Há jogos que são variantes do xadrez como o Janggi, criado na Coreia; outro é o Xiangqi, proveniente da China; outro é o Makruk, oriundo da Tailândia; e o magnífico Shogi, natural do Japão; outras variantes são pessoais, como o Xadrez Capablanca e o Xadrez Bobby Fischer (Xadrez960); ou as variantes tridimensionais e bidimensionais, como em tantos. O xadrez possui a beleza das táticas e das estratégias que o futebol desfruta – e complexidades que o melhor futebol não se permite.


Está em cena na cultura brasileira, do século XIX para cá. O escritor Machado de Assis observa: “Das qualidades necessárias ao jogo de xadrez, duas essenciais: vista pronta e paciência beneditina, qualidades preciosas na vida que também é um xadrez, com seus problemas e partidas, umas ganhas, outras perdidas, outras nulas”.


Simón Bolívar, um militar, destacou essa correlação entre xadrez, educação e vida: “O xadrez é um jogo útil e honesto, indispensável na educação da juventude”. Veio, pois, de um modelo de jogo primitivo comum na Índia do século VI, distinto, incipiente, com outras regras e, no entanto, apolíneo[2].


Por que deu poucos frutos no Brasil? Mistérios da identidade nacional. Talvez por ser o jogo-arte-ciência e o país, samba-sexo-futebol[3].


O xadrez pode ser agressivo ou posicional, um diagnóstico psicológico. Como se fosse pensado para inúmeras sagacidades, como se só com elas o jogador pudesse se instigar tanto. Movimentos sobre o tabuleiro, refutações: nós raciocinamos isto, não é, jogador?, testamos isto, não é?, questionamos isto, não é? O jogador de xadrez procura lances lógicos.


Se é tão antigo e consagrado, por que bastante gente não aprendeu a jogá-lo pelo óbvio? É que ele tem muitos desafios. Recorro a Edward Lasker, mestre do estilo antigo. Ele orienta que o xadrez “deve limitar o elemento sorte e acentuar a importância do planejamento e, como a vida, ensinar a coordenação entre razão e instinto".


O xadrez muda, tudo muda. Como o próprio jogo que ele suscita com peças atentas. Não é preciso confrontar capacidades, botar Magnus Carlsen diante de Garry Kasparov ou Bobby Fischer. É mais certeiro apreciá-lo desenvolvendo-se na virtuosidade, como destaca Raúl Capablanca[4]: “O xadrez é, na ordem intelectual, o que o esporte é na ordem material: um meio agradável de exercitar a parte do corpo humano que se deseja desenvolver”. E ele finaliza: “Ademais, do ponto de vista social, os iniciados têm para o resto de sua vida uma diversão útil para passar agradavelmente muitas horas durante todo o transcurso de sua vida”.
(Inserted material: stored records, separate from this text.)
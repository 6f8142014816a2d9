//! MCP server: the analyzer as tools an editor or assistant can call on
//! every draft change.
//!
//! Tools validate their input and delegate to `inkgauge_core`, exactly like
//! the CLI commands; nothing here scores text itself.

use rmcp::handler::server::router::tool::ToolRouter;
use rmcp::handler::server::wrapper::Parameters;
use rmcp::model::{CallToolResult, Content, Implementation, ServerCapabilities, ServerInfo};
use rmcp::schemars::{self, JsonSchema};
use rmcp::{ErrorData as McpError, ServerHandler, tool, tool_handler, tool_router};
use serde::{Deserialize, Serialize};

use inkgauge_core::input::{DEFAULT_MAX_INPUT_BYTES, validate_input_size};
use inkgauge_core::readability::check_readability;

use crate::commands::analyze::NO_CONTENT_MESSAGE;

/// How `get_info` formats its answer.
#[derive(Debug, Clone, Copy, Default, PartialEq, Eq, Deserialize, JsonSchema)]
#[serde(rename_all = "lowercase")]
pub enum InfoFormat {
    /// One line per field.
    #[default]
    Text,
    /// A JSON object.
    Json,
}

/// Arguments to `get_info`.
#[derive(Debug, Default, Deserialize, JsonSchema)]
pub struct GetInfoParams {
    /// `text` (default) or `json`.
    #[serde(default)]
    pub format: InfoFormat,
}

/// Arguments to `analyze_writing`.
#[derive(Debug, Deserialize, JsonSchema)]
pub struct AnalyzeWritingParams {
    /// The draft, HTML or plain text. Tags are stripped before scoring.
    pub text: String,
    /// Flag the report `over_max` above this score (1-10). Falls back to the
    /// server's configured gate.
    pub max_score: Option<f64>,
}

#[derive(Serialize)]
struct PackageSummary {
    name: &'static str,
    version: &'static str,
    description: &'static str,
}

const PACKAGE: PackageSummary = PackageSummary {
    name: env!("CARGO_PKG_NAME"),
    version: env!("CARGO_PKG_VERSION"),
    description: env!("CARGO_PKG_DESCRIPTION"),
};

fn text_result(text: impl Into<String>) -> CallToolResult {
    CallToolResult::success(vec![Content::text(text.into())])
}

fn to_json(value: &impl Serialize) -> Result<String, McpError> {
    serde_json::to_string_pretty(value)
        .map_err(|e| McpError::internal_error(format!("cannot encode result: {e}"), None))
}

/// The inkgauge MCP server.
#[derive(Clone)]
pub struct InkServer {
    tool_router: ToolRouter<Self>,
    max_input_bytes: Option<usize>,
    default_max_score: Option<f64>,
}

impl Default for InkServer {
    fn default() -> Self {
        Self::new()
    }
}

impl InkServer {
    /// Reject `text` longer than this many bytes; `None` accepts anything.
    pub fn with_input_limit(mut self, max_input_bytes: Option<usize>) -> Self {
        self.max_input_bytes = max_input_bytes;
        self
    }

    /// Gate applied when a call omits `max_score`.
    pub fn with_max_score(mut self, max_score: Option<f64>) -> Self {
        self.default_max_score = max_score;
        self
    }
}

#[tool_router]
impl InkServer {
    /// A server with the 5 MiB input limit and no default gate.
    pub fn new() -> Self {
        Self {
            tool_router: Self::tool_router(),
            max_input_bytes: Some(DEFAULT_MAX_INPUT_BYTES),
            default_max_score: None,
        }
    }

    #[tool(description = "Name, version and description of this inkgauge server")]
    #[tracing::instrument(skip(self), fields(otel.kind = "server"))]
    fn get_info(
        &self,
        Parameters(params): Parameters<GetInfoParams>,
    ) -> Result<CallToolResult, McpError> {
        let text = match params.format {
            InfoFormat::Json => to_json(&PACKAGE)?,
            InfoFormat::Text => format!(
                "{} {}\n{}",
                PACKAGE.name, PACKAGE.version, PACKAGE.description
            ),
        };
        tracing::info!(tool = "get_info", "MCP tool completed");
        Ok(text_result(text))
    }

    #[tool(
        description = "Score a draft (HTML or plain text) from 1 to 10, lower is simpler. Returns the score, its band, every complex word in order and suggestions as JSON."
    )]
    #[tracing::instrument(skip_all, fields(otel.kind = "server", text_len = params.0.text.len()))]
    fn analyze_writing(
        &self,
        params: Parameters<AnalyzeWritingParams>,
    ) -> Result<CallToolResult, McpError> {
        let Parameters(AnalyzeWritingParams { text, max_score }) = params;
        validate_input_size(text.len(), self.max_input_bytes)
            .map_err(|e| McpError::invalid_params(e.to_string(), None))?;

        if text.is_empty() {
            tracing::info!(tool = "analyze_writing", "empty draft");
            return Ok(text_result(NO_CONTENT_MESSAGE));
        }

        let report = check_readability(&text, max_score.or(self.default_max_score));
        tracing::info!(
            tool = "analyze_writing",
            score = report.readability_score,
            complex_words = report.complex_words.len(),
            over_max = report.over_max,
            "MCP tool completed"
        );
        Ok(text_result(to_json(&report)?))
    }
}

#[tool_handler]
impl ServerHandler for InkServer {
    fn get_info(&self) -> ServerInfo {
        ServerInfo {
            protocol_version: Default::default(),
            capabilities: ServerCapabilities::builder().enable_tools().build(),
            server_info: Implementation {
                name: PACKAGE.name.to_string(),
                version: PACKAGE.version.to_string(),
                ..Default::default()
            },
            instructions: Some(
                "Send the current draft to analyze_writing to get a 1-10 readability score, \
                 the complex words it contains and suggestions for simplifying it."
                    .to_string(),
            ),
        }
    }
}

#[cfg(test)]
mod tests {
    use super::*;
    use rmcp::model::RawContent;

    fn only_text(result: &CallToolResult) -> &str {
        assert!(!result.is_error.unwrap_or(false));
        match result.content.as_slice() {
            [item] => match &item.raw {
                RawContent::Text(t) => &t.text,
                _ => panic!("expected text content"),
            },
            items => panic!("expected one content item, got {}", items.len()),
        }
    }

    fn report(server: &InkServer, text: &str, max_score: Option<f64>) -> serde_json::Value {
        let result = server
            .analyze_writing(Parameters(AnalyzeWritingParams {
                text: text.to_string(),
                max_score,
            }))
            .unwrap();
        serde_json::from_str(only_text(&result)).unwrap()
    }

    #[test]
    fn handshake_advertises_tools() {
        let info = ServerHandler::get_info(&InkServer::new());
        assert_eq!(info.server_info.name, "inkgauge");
        assert!(info.capabilities.tools.is_some());
        assert!(info.instructions.unwrap().contains("analyze_writing"));
    }

    #[test]
    fn get_info_in_both_formats() {
        let server = InkServer::new();

        let text = server.get_info(Parameters(GetInfoParams::default())).unwrap();
        assert!(only_text(&text).starts_with(&format!("inkgauge {}", PACKAGE.version)));

        let json = server
            .get_info(Parameters(GetInfoParams {
                format: InfoFormat::Json,
            }))
            .unwrap();
        let json: serde_json::Value = serde_json::from_str(only_text(&json)).unwrap();
        assert_eq!(json["version"], PACKAGE.version);
    }

    #[test]
    fn format_param_is_optional_and_lowercase() {
        let params: GetInfoParams = serde_json::from_str("{}").unwrap();
        assert_eq!(params.format, InfoFormat::Text);
        let params: GetInfoParams = serde_json::from_str(r#"{"format":"json"}"#).unwrap();
        assert_eq!(params.format, InfoFormat::Json);
    }

    #[test]
    fn simple_markup_scores_low() {
        let json = report(&InkServer::new(), "<p>The cat sat on the mat.</p>", None);
        assert!(json["readability_score"].as_f64().unwrap() < 2.0);
        assert_eq!(json["terms"], 6);
        assert_eq!(json["suggestions"], serde_json::json!([]));
        assert_eq!(json["over_max"], false);
    }

    #[test]
    fn complex_words_are_listed() {
        let json = report(&InkServer::new(), "A beautiful and necessary plan.", None);
        assert_eq!(
            json["complex_words"],
            serde_json::json!(["beautiful", "necessary"])
        );
        assert_eq!(json["suggestions"][0]["kind"], "complexity");
    }

    #[test]
    fn call_gate_beats_server_gate() {
        let server = InkServer::new().with_max_score(Some(2.0));

        let json = report(&server, "Beautiful.", None);
        assert_eq!(json["over_max"], true);
        assert_eq!(json["max_score"], 2.0);

        let json = report(&server, "Beautiful.", Some(9.0));
        assert_eq!(json["over_max"], false);
    }

    #[test]
    fn empty_draft_gets_message() {
        let result = InkServer::new()
            .analyze_writing(Parameters(AnalyzeWritingParams {
                text: String::new(),
                max_score: None,
            }))
            .unwrap();
        assert_eq!(only_text(&result), NO_CONTENT_MESSAGE);
    }

    #[test]
    fn input_limit_applies() {
        let err = InkServer::new()
            .with_input_limit(Some(8))
            .analyze_writing(Parameters(AnalyzeWritingParams {
                text: "far more than eight bytes".to_string(),
                max_score: None,
            }))
            .unwrap_err();
        assert!(err.message.contains("input too large"));

        let unlimited = InkServer::new().with_input_limit(None);
        let json = report(&unlimited, &"word ".repeat(10_000), None);
        assert_eq!(json["readability_score"], 10.0);
    }
}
Elementos que não funcionam no xadrez: indisciplina, desatenção, sorte, arrogância, redundância, preguiça. Elementos que funcionam: estudo, disciplina, concentração, raciocínio, imaginação, criatividade, inteligência, abstração, autocontrole, decisão, planejamento tático e estratégico, etc.
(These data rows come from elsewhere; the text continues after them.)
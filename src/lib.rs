//! A resumable upload session for [tus](https://tus.io) enabled endpoints.
//!
//! The session speaks the core protocol (POST to create, HEAD to query the
//! offset, PATCH to append) through any [`HttpHandler`]. Enable the
//! `reqwest` feature for a ready-made blocking transport.

pub mod config;
mod error;
pub mod headers;
pub mod http;
#[cfg(feature = "reqwest")]
mod reqwest;
mod session;

pub use crate::config::SessionConfig;
pub use crate::error::{Error, Result};
pub use crate::http::{HttpHandler, HttpMethod, HttpRequest, HttpResponse};
pub use crate::session::{SessionState, UploadSession};

/// What an endpoint reports in response to OPTIONS.
#[derive(Debug, Clone, PartialEq, Eq)]
pub struct ServerInfo {
    pub supported_versions: Vec<String>,
    pub extensions: Vec<TusExtension>,
    pub max_upload_size: Option<u64>,
}

impl ServerInfo {
    pub fn supports(&self, extension: &TusExtension) -> bool {
        self.extensions.contains(extension)
    }
}

#[derive(Debug, Clone, PartialEq, Eq)]
pub enum TusExtension {
    Creation,
    CreationWithUpload,
    CreationDeferLength,
    Termination,
    Concatenation,
    Checksum,
    Expiration,
    Other(String),
}

impl From<&str> for TusExtension {
    fn from(name: &str) -> Self {
        match name.to_ascii_lowercase().as_str() {
            "creation" => TusExtension::Creation,
            "creation-with-upload" => TusExtension::CreationWithUpload,
            "creation-defer-length" => TusExtension::CreationDeferLength,
            "termination" => TusExtension::Termination,
            "concatenation" => TusExtension::Concatenation,
            "checksum" => TusExtension::Checksum,
            "expiration" => TusExtension::Expiration,
            _ => TusExtension::Other(String::from(name)),
        }
    }
}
Ao fim e ao cabo, não são muitos os que compreendem o quanto o xadrez é difícil e próprio da razão teórica. A lógica do xadrez não se revela na ação do movimento das pedras, pois sua disciplina convencional e abstrata, pontua Frits van Seters[5], “exige o aprendizado de uma técnica, a aquisição de determinadas ideias de combinação e estratégia, e um espírito voltado para a lógica, capaz de deduções e induções”.


NOTAS


[1]. BECKER, Idel. Manual de Xadrez. São Paulo: Nobel, 2002.


[2]. O apolíneo é um conceito filosófico que faz alusão a Apolo, deus do Sol, da razão e das artes.


[3]. BENDER, D.; SARAIVA, J. A. Futebol, samba e sexo: afinal, é isso o Brasil?. Revista Prâksis, v. 02, p. 55-66, 2012. Disponível em: clique aqui. Acesso em: 21 de jan. 2022.


[4]. CAPABLANCA, J. Raúl. Lições elementares de xadrez. Trad. João Amendola. São Paulo: Hemus Editora Ltda.


SETERS, van Frits. Manual prático de xadrez. Trad. Luiz Carlos Teixeira de Freitas. Hemus – Livraria Editora Ltda.